The banks pushed for the repayment requirements to be eased in part because they wanted to avoid tough executive compensation restrictions attached to the Troubled Asset Relief Program, according to an audit released Thursday by the special inspector general monitoring the bailout fund.
The Treasury Department, which oversaw the $700 billion TARP, bowed to requests for quick exits from the bailout program, raising questions about whether government officials put repayment ahead of ensuring that the banks were financially strong enough to survive on their own, the report said.
"While regulators leveraged TARP repayment requirements to improve the quality of capital held by the nation's largest financial institutions in the wake of the financial crisis," said the report from the special inspector general, "they relaxed those requirements shortly after establishing them."
The report offered a window into the behind-the-scenes maneuvering by banks eager to leave the unpopular bailout program and federal officials seeking to recover taxpayers' money while at the same time keeping the financial system stable.
Bank executives were "notably persistent" and "to varying degrees, regulators bent to these concerns," the report said. Overall, "the process to review a TARP bank's exit proposal was ad hoc and inconsistent."
Regulators defended their actions, saying they bent the rules out of concern that the guidelines were too tough for market conditions at the time.
The "flexibility to deviate somewhat" from the rules "was pragmatic and necessary," said John Walsh, acting comptroller of the currency, in a written response to the findings.
Most banks have repaid their TARP money. As of Aug. 31, the Treasury had received $183 billion of the $205 billion distributed to financial institutions. The Treasury also got $26 billion from dividends, interest and stock, resulting in a slight profit for the program.

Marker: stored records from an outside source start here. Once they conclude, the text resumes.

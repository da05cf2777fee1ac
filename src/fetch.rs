/*
 * This file is part of NOWPLAYING.
 *
 * NOWPLAYING is free software: you can redistribute it and/or modify
 * it under the terms of the GNU Affero General Public License as published by
 * the Free Software Foundation, either version 3 of the License, or
 * (at your option) any later version.
 *
 * NOWPLAYING is distributed in the hope that it will be useful,
 * but WITHOUT ANY WARRANTY; without even the implied warranty of
 * MERCHANTABILITY or FITNESS FOR A PARTICULAR PURPOSE.  See the
 * GNU Afero General Public License for more details.
 *
 * You should have received a copy of the GNU Affero General Public License
 * along with NOWPLAYING.  If not, see <https://www.gnu.org/licenses/>.
 */

use crate::util::{random_suffix, ScratchFile};
use hyper::{client::HttpConnector, header::CONTENT_TYPE, Body, Client, Uri};
use hyper_rustls::HttpsConnector;
use image::{ImageFormat, RgbaImage};
use std::path::Path;

/// What came back from a GET.
#[derive(Debug, Clone)]
pub struct HttpResponse {
    pub status: u16,
    pub content_type: Option<String>,
    pub body: Vec<u8>,
}

/// Outbound HTTP, one GET at a time.
#[async_trait::async_trait]
pub trait HttpFetch: Send + Sync {
    async fn get(&self, url: &str) -> crate::Result<HttpResponse>;
}

pub struct HyperFetcher {
    client: Client<HttpsConnector<HttpConnector>, Body>,
    log_target: String,
}

impl HyperFetcher {
    #[inline]
    pub fn new() -> Self {
        Self::with_log_target("nowplaying")
    }

    #[inline]
    pub fn with_log_target(log_target: impl Into<String>) -> Self {
        Self {
            client: Client::builder().build(HttpsConnector::with_native_roots()),
            log_target: log_target.into(),
        }
    }
}

impl Default for HyperFetcher {
    #[inline]
    fn default() -> Self {
        Self::new()
    }
}

#[async_trait::async_trait]
impl HttpFetch for HyperFetcher {
    async fn get(&self, url: &str) -> crate::Result<HttpResponse> {
        let uri: Uri = url
            .parse()
            .map_err(|_| crate::Error::Uri(url.to_string()))?;
        // the query can hold credentials
        log::debug!(target: self.log_target.as_str(), "GET {}", loggable(&uri));

        let resp = self.client.get(uri).await?;
        let status = resp.status().as_u16();
        let content_type = resp
            .headers()
            .get(CONTENT_TYPE)
            .and_then(|v| v.to_str().ok())
            .map(str::to_string);
        let body = hyper::body::to_bytes(resp.into_body()).await?.to_vec();

        Ok(HttpResponse {
            status,
            content_type,
            body,
        })
    }
}

/// `uri` without its query string.
#[inline]
pub fn loggable(uri: &Uri) -> String {
    format!(
        "{}://{}{}",
        uri.scheme_str().unwrap_or("?"),
        uri.authority().map(|a| a.as_str()).unwrap_or(""),
        uri.path()
    )
}

/// Raster formats we accept from the thumbnail host.
#[derive(Debug, Clone, Copy, PartialEq, Eq)]
pub enum ThumbFormat {
    Jpeg,
    Png,
}

impl ThumbFormat {
    #[inline]
    pub fn from_content_type(content_type: Option<&str>) -> crate::Result<Self> {
        let mime = content_type
            .and_then(|ct| ct.split(';').next())
            .map(|ct| ct.trim().to_ascii_lowercase())
            .unwrap_or_default();
        match mime.as_str() {
            "image/jpeg" | "image/jpg" | "image/pjpeg" => Ok(Self::Jpeg),
            "image/png" => Ok(Self::Png),
            "" => Err(crate::Error::UnsupportedFormat("<missing>".to_string())),
            _ => Err(crate::Error::UnsupportedFormat(mime)),
        }
    }

    #[inline]
    pub fn extension(self) -> &'static str {
        match self {
            Self::Jpeg => "jpg",
            Self::Png => "png",
        }
    }

    #[inline]
    fn image_format(self) -> ImageFormat {
        match self {
            Self::Jpeg => ImageFormat::Jpeg,
            Self::Png => ImageFormat::Png,
        }
    }
}

/// A downloaded thumbnail sitting in a scratch file. The file goes away with this value.
#[derive(Debug)]
pub struct DownloadedThumbnail {
    file: ScratchFile,
    format: ThumbFormat,
}

impl DownloadedThumbnail {
    #[inline]
    pub fn path(&self) -> &Path {
        self.file.path()
    }

    /// Decode the scratch file into an RGBA raster.
    #[inline]
    pub async fn decode(&self) -> crate::Result<RgbaImage> {
        let data = tokio::fs::read(self.file.path()).await?;
        let format = self.format.image_format();
        tokio::task::spawn_blocking(move || {
            image::load_from_memory_with_format(&data, format)
                .map(|img| img.to_rgba8())
                .map_err(crate::Error::Decode)
        })
        .await?
    }
}

/// GET `url` and park the bytes in `scratch_dir`.
#[inline]
pub async fn fetch_thumbnail(
    fetcher: &dyn HttpFetch,
    url: &str,
    scratch_dir: &Path,
    video_id: &str,
    log_target: &str,
) -> crate::Result<DownloadedThumbnail> {
    let resp = fetcher.get(url).await?;
    if resp.status != 200 {
        return Err(crate::Error::Download(resp.status));
    }
    let format = ThumbFormat::from_content_type(resp.content_type.as_deref())?;

    let name = format!(
        "thumb_{}_{}.{}",
        video_id,
        random_suffix(),
        format.extension()
    );
    // guard first, so a failed or abandoned write still cleans up
    let file = ScratchFile::new(scratch_dir.join(name), log_target);
    tokio::fs::write(file.path(), &resp.body).await?;
    log::debug!(
        target: log_target,
        "Wrote {} thumbnail bytes to {:?}",
        resp.body.len(),
        file.path()
    );

    Ok(DownloadedThumbnail { file, format })
}

#[cfg(test)]
pub(crate) mod tests {
    use super::*;
    use image::{ImageOutputFormat, Rgba};
    use std::{
        path::PathBuf,
        sync::atomic::{AtomicUsize, Ordering},
    };

    /// Answers every GET with the same response.
    pub(crate) struct CannedFetch {
        pub response: HttpResponse,
        pub calls: AtomicUsize,
    }

    impl CannedFetch {
        pub(crate) fn new(status: u16, content_type: Option<&str>, body: Vec<u8>) -> Self {
            Self {
                response: HttpResponse {
                    status,
                    content_type: content_type.map(str::to_string),
                    body,
                },
                calls: AtomicUsize::new(0),
            }
        }

        pub(crate) fn calls(&self) -> usize {
            self.calls.load(Ordering::SeqCst)
        }
    }

    #[async_trait::async_trait]
    impl HttpFetch for CannedFetch {
        async fn get(&self, _url: &str) -> crate::Result<HttpResponse> {
            self.calls.fetch_add(1, Ordering::SeqCst);
            Ok(self.response.clone())
        }
    }

    pub(crate) fn png_bytes(width: u32, height: u32) -> Vec<u8> {
        let img = RgbaImage::from_fn(width, height, |x, y| {
            Rgba([(x % 256) as u8, (y % 256) as u8, 128, 255])
        });
        let mut out = vec![];
        image::DynamicImage::ImageRgba8(img)
            .write_to(&mut out, ImageOutputFormat::Png)
            .unwrap();
        out
    }

    pub(crate) fn temp_dir(tag: &str) -> PathBuf {
        let dir = std::env::temp_dir().join(format!("nowplaying-{}-{}", tag, random_suffix()));
        std::fs::create_dir_all(&dir).unwrap();
        dir
    }

    #[test]
    fn content_types() {
        assert_eq!(
            ThumbFormat::from_content_type(Some("image/jpeg")).unwrap(),
            ThumbFormat::Jpeg
        );
        assert_eq!(
            ThumbFormat::from_content_type(Some("Image/PNG; charset=binary")).unwrap(),
            ThumbFormat::Png
        );
        assert!(matches!(
            ThumbFormat::from_content_type(Some("image/webp")),
            Err(crate::Error::UnsupportedFormat(ct)) if ct == "image/webp"
        ));
        assert!(matches!(
            ThumbFormat::from_content_type(None),
            Err(crate::Error::UnsupportedFormat(_))
        ));
    }

    #[test]
    fn logged_urls_drop_the_query() {
        let uri: Uri = "https://www.googleapis.com/youtube/v3/videos?id=abc&key=SECRET"
            .parse()
            .unwrap();
        let shown = loggable(&uri);
        assert_eq!(shown, "https://www.googleapis.com/youtube/v3/videos");
        assert!(!shown.contains("SECRET"));
    }

    #[tokio::test]
    async fn download_decode_and_cleanup() {
        let dir = temp_dir("fetch");
        let fetch = CannedFetch::new(200, Some("image/png"), png_bytes(32, 18));

        let thumb = fetch_thumbnail(&fetch, "https://x/y.png", &dir, "abc", "test")
            .await
            .unwrap();
        let path = thumb.path().to_path_buf();
        assert!(path.exists());
        assert_eq!(path.extension().unwrap(), "png");

        let raster = thumb.decode().await.unwrap();
        assert_eq!(raster.dimensions(), (32, 18));

        drop(thumb);
        assert!(!path.exists());
        std::fs::remove_dir_all(&dir).ok();
    }

    #[tokio::test]
    async fn bad_status_writes_nothing() {
        let dir = temp_dir("fetch404");
        let fetch = CannedFetch::new(404, Some("text/html"), b"nope".to_vec());

        match fetch_thumbnail(&fetch, "https://x/y.png", &dir, "abc", "test").await {
            Err(crate::Error::Download(404)) => {}
            other => panic!("expected 404, got {:?}", other.map(|_| ())),
        }
        assert_eq!(std::fs::read_dir(&dir).unwrap().count(), 0);
        std::fs::remove_dir_all(&dir).ok();
    }

    #[tokio::test]
    async fn corrupt_bytes_are_a_decode_error() {
        let dir = temp_dir("decode");
        let fetch = CannedFetch::new(200, Some("image/jpeg"), b"not a jpeg".to_vec());

        let thumb = fetch_thumbnail(&fetch, "https://x/y.jpg", &dir, "abc", "test")
            .await
            .unwrap();
        assert!(matches!(thumb.decode().await, Err(crate::Error::Decode(_))));
        drop(thumb);
        assert_eq!(std::fs::read_dir(&dir).unwrap().count(), 0);
        std::fs::remove_dir_all(&dir).ok();
    }
}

TARP was created by Congress during the financial crisis in 2008 to buy toxic mortgage-backed securities from banks. But with some large financial firms on the brink of failure, the Bush administration focused the fund on direct injections of money to stabilize bank balance sheets.
Under the original TARP law, banks were not allowed to repay and leave the program for three years.

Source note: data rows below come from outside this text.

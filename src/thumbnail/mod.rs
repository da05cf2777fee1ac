/*
 * This file is part of NOWPLAYING.
 *
 * NOWPLAYING is free software: you can redistribute it and/or modify
 * it under the terms of the GNU Affero General Public License as published by
 * the Free Software Foundation, either version 3 of the License, or
 * (at your option) any later version.
 *
 * NOWPLAYING is distributed in the hope that it will be useful,
 * but WITHOUT ANY WARRANTY; without even the implied warranty of
 * MERCHANTABILITY or FITNESS FOR A PARTICULAR PURPOSE.  See the
 * GNU Afero General Public License for more details.
 *
 * You should have received a copy of the GNU Affero General Public License
 * along with NOWPLAYING.  If not, see <https://www.gnu.org/licenses/>.
 */

mod layout;

pub use layout::{compose, Palette, HEIGHT, WIDTH};

use crate::{
    context::Context,
    fetch::{self, HttpFetch},
    metadata::{self, VideoSearch},
    util::{random_suffix, ScratchFile},
};
use std::{path::PathBuf, sync::Arc};
use tokio::time::timeout;

/// Produces "now playing" cards and keeps them in the cache directory.
pub struct Renderer {
    ctx: Arc<Context>,
    search: Arc<dyn VideoSearch>,
    http: Arc<dyn HttpFetch>,
}

impl Renderer {
    #[inline]
    pub fn new(ctx: Arc<Context>, search: Arc<dyn VideoSearch>, http: Arc<dyn HttpFetch>) -> Self {
        Self { ctx, search, http }
    }

    #[inline]
    pub fn context(&self) -> &Context {
        &self.ctx
    }

    /// Path to the card for `video`, or `None` if one could not be made.
    ///
    /// Failures are logged, never returned. A failed render writes nothing to
    /// the cache, so the next call starts over.
    #[inline]
    pub async fn render(&self, video: &str) -> Option<PathBuf> {
        match self.try_render(video).await {
            Ok(path) => Some(path),
            Err(e) => {
                log::error!(
                    target: self.ctx.log_target(),
                    "Error generating thumbnail for {}: {}",
                    video,
                    e
                );
                log::debug!(target: self.ctx.log_target(), "{:?}", e);
                None
            }
        }
    }

    /// `render`, with the error handed back.
    #[inline]
    pub async fn try_render(&self, video: &str) -> crate::Result<PathBuf> {
        let video_id = metadata::video_id(video)?;
        let target = self.ctx.log_target();

        let cache_dir = self.ctx.cache_dir().clone();
        tokio::fs::create_dir_all(&cache_dir).await?;
        let cached = self.ctx.cache_path(&video_id);
        if tokio::fs::metadata(&cached)
            .await
            .map(|m| m.is_file())
            .unwrap_or(false)
        {
            log::debug!(target: target, "Cache hit for {}", &video_id);
            return Ok(cached);
        }

        let cfg = self.ctx.config();
        let meta = timeout(
            cfg.lookup_timeout(),
            metadata::resolve(&*self.search, &video_id, target),
        )
        .await
        .map_err(|_| crate::Error::Timeout("metadata lookup"))??;
        log::info!(target: target, "Rendering {:?} ({})", &meta.title, &video_id);

        let downloaded = timeout(
            cfg.download_timeout(),
            fetch::fetch_thumbnail(
                &*self.http,
                &meta.thumbnail_url,
                &cache_dir,
                &video_id,
                target,
            ),
        )
        .await
        .map_err(|_| crate::Error::Timeout("thumbnail download"))??;
        let source = downloaded.decode().await?;
        std::mem::drop(downloaded);

        let assets = self.ctx.assets().await?;
        let palette = Palette::random();

        // write next to the final path and rename, so readers never see half a file.
        // the guard rides along with the writer so a dropped render can't strand it
        let partial = ScratchFile::new(
            cache_dir.join(format!(".{}.{}.partial", video_id, random_suffix())),
            target,
        );
        let dest = cached.clone();
        tokio::task::spawn_blocking(move || {
            let card = compose(&source, &meta, &assets, &palette);
            image::DynamicImage::ImageRgba8(card)
                .save_with_format(partial.path(), image::ImageFormat::Png)?;
            std::fs::rename(partial.path(), &dest)?;
            crate::Result::Ok(())
        })
        .await??;

        log::info!(target: target, "Thumbnail for {} saved to {:?}", &video_id, &cached);
        Ok(cached)
    }
}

But with the public and lawmakers beginning to clamor for repayment, the waiting period was eliminated in February 2009. Banks were allowed to repay after consulting with regulators.

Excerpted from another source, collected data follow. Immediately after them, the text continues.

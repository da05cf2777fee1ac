/*
 * This file is part of NOWPLAYING.
 *
 * NOWPLAYING is free software: you can redistribute it and/or modify
 * it under the terms of the GNU Affero General Public License as published by
 * the Free Software Foundation, either version 3 of the License, or
 * (at your option) any later version.
 *
 * NOWPLAYING is distributed in the hope that it will be useful,
 * but WITHOUT ANY WARRANTY; without even the implied warranty of
 * MERCHANTABILITY or FITNESS FOR A PARTICULAR PURPOSE.  See the
 * GNU Afero General Public License for more details.
 *
 * You should have received a copy of the GNU Affero General Public License
 * along with NOWPLAYING.  If not, see <https://www.gnu.org/licenses/>.
 */

use std::{
    io::ErrorKind,
    mem,
    path::{Path, PathBuf},
    time::Duration,
};
use tokio::{
    fs::File,
    io::{AsyncReadExt, AsyncWriteExt},
};

/// Paths and limits used by the renderer.
#[derive(Debug, Clone, serde::Serialize, serde::Deserialize)]
#[serde(default)]
pub struct RendererConfig {
    pub cache_dir: PathBuf,
    pub assets_dir: PathBuf,
    pub body_font: PathBuf,
    pub body_alt_font: PathBuf,
    pub title_font: PathBuf,
    pub icon_strip: PathBuf,
    pub cache_version: String,
    pub lookup_timeout_secs: u64,
    pub download_timeout_secs: u64,
    pub youtube_api_key: Option<String>,
}

impl Default for RendererConfig {
    #[inline]
    fn default() -> Self {
        Self {
            cache_dir: PathBuf::from("cache"),
            assets_dir: PathBuf::from("assets"),
            body_font: PathBuf::from("fonts/body.ttf"),
            body_alt_font: PathBuf::from("fonts/body_alt.ttf"),
            title_font: PathBuf::from("fonts/title.ttf"),
            icon_strip: PathBuf::from("play_icons.png"),
            cache_version: "v4".to_string(),
            lookup_timeout_secs: 15,
            download_timeout_secs: 15,
            youtube_api_key: None,
        }
    }
}

impl RendererConfig {
    /// Load the config from a JSON file. A missing file yields the defaults.
    #[inline]
    pub async fn load(path: &Path) -> crate::Result<Self> {
        let mut jsonfile = match File::open(path).await {
            Ok(j) => j,
            Err(e) if e.kind() == ErrorKind::NotFound => {
                log::info!("No config at {:?}, using defaults", path);
                return Ok(Default::default());
            }
            Err(e) => return Err(e.into()),
        };
        let mut jsondata = vec![];
        jsonfile.read_to_end(&mut jsondata).await?;
        mem::drop(jsonfile);

        let cfg = serde_json::from_slice(&jsondata)?;
        Ok(cfg)
    }

    #[inline]
    pub async fn save(&self, path: &Path) -> crate::Result {
        if let Some(parent) = path.parent() {
            tokio::fs::create_dir_all(parent).await?;
        }
        let data = serde_json::to_vec_pretty(self)?;
        let mut f = File::create(path).await?;
        f.write_all(&data).await?;
        Ok(())
    }

    #[inline]
    pub fn asset(&self, relative: &Path) -> PathBuf {
        self.assets_dir.join(relative)
    }

    #[inline]
    pub fn lookup_timeout(&self) -> Duration {
        Duration::from_secs(self.lookup_timeout_secs)
    }

    #[inline]
    pub fn download_timeout(&self) -> Duration {
        Duration::from_secs(self.download_timeout_secs)
    }
}

#[cfg(test)]
mod tests {
    use super::*;

    #[test]
    fn partial_json_keeps_defaults() {
        let cfg: RendererConfig =
            serde_json::from_str(r#"{ "cache_dir": "/tmp/np", "lookup_timeout_secs": 3 }"#)
                .unwrap();
        assert_eq!(cfg.cache_dir, PathBuf::from("/tmp/np"));
        assert_eq!(cfg.lookup_timeout(), Duration::from_secs(3));
        assert_eq!(cfg.download_timeout(), Duration::from_secs(15));
        assert_eq!(cfg.cache_version, "v4");
        assert_eq!(
            cfg.asset(&cfg.icon_strip),
            PathBuf::from("assets/play_icons.png")
        );
    }

    #[tokio::test]
    async fn saved_config_loads_back() {
        let path = std::env::temp_dir()
            .join(format!("nowplaying-config-{}", crate::util::random_suffix()))
            .join("config.json");
        let cfg = RendererConfig {
            youtube_api_key: Some("secret".into()),
            cache_version: "v5".into(),
            ..Default::default()
        };
        cfg.save(&path).await.unwrap();

        let loaded = RendererConfig::load(&path).await.unwrap();
        assert_eq!(loaded.youtube_api_key.as_deref(), Some("secret"));
        assert_eq!(loaded.cache_version, "v5");
        tokio::fs::remove_dir_all(path.parent().unwrap()).await.ok();
    }

    #[tokio::test]
    async fn missing_file_gives_defaults() {
        let path = std::env::temp_dir().join("nowplaying-does-not-exist").join("config.json");
        let cfg = RendererConfig::load(&path).await.unwrap();
        assert_eq!(cfg.cache_dir, PathBuf::from("cache"));
        assert!(cfg.youtube_api_key.is_none());
    }
}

Nine of the banks, including JPMorgan Chase and Goldman Sachs, were allowed to repay in June 2009. But regulators didn't give the go-ahead to the eight remaining banks — including Bank of America, Wells Fargo, PNC and Citigroup Inc. —viewing them as weaker financially after conducting special stress tests.
Still, in the fall of 2009, some of those banks "began communicating to Treasury and the Federal banking regulators their desire to repay and exit TARP," the report said. In November 2009, regulators issued new guidelines, including a provision to allow the banks to leave the program after they issued at least $1 in new common equity for each $2 of TARP money repaid.
Bank of America, Wells Fargo and PNC balked at the requirement, the report said. And within weeks, regulators relaxed the guidelines.
The report went on to say that the banks wanted to exit the program "to avoid executive compensation restrictions and the stigma associated with TARP participation."
Bank of America, Wells Fargo and Citigroup were allowed to repay their TARP money in December 2009, and PNC in February 2010. Only Citigroup fulfilled the $1-for-$2 requirement, the report said.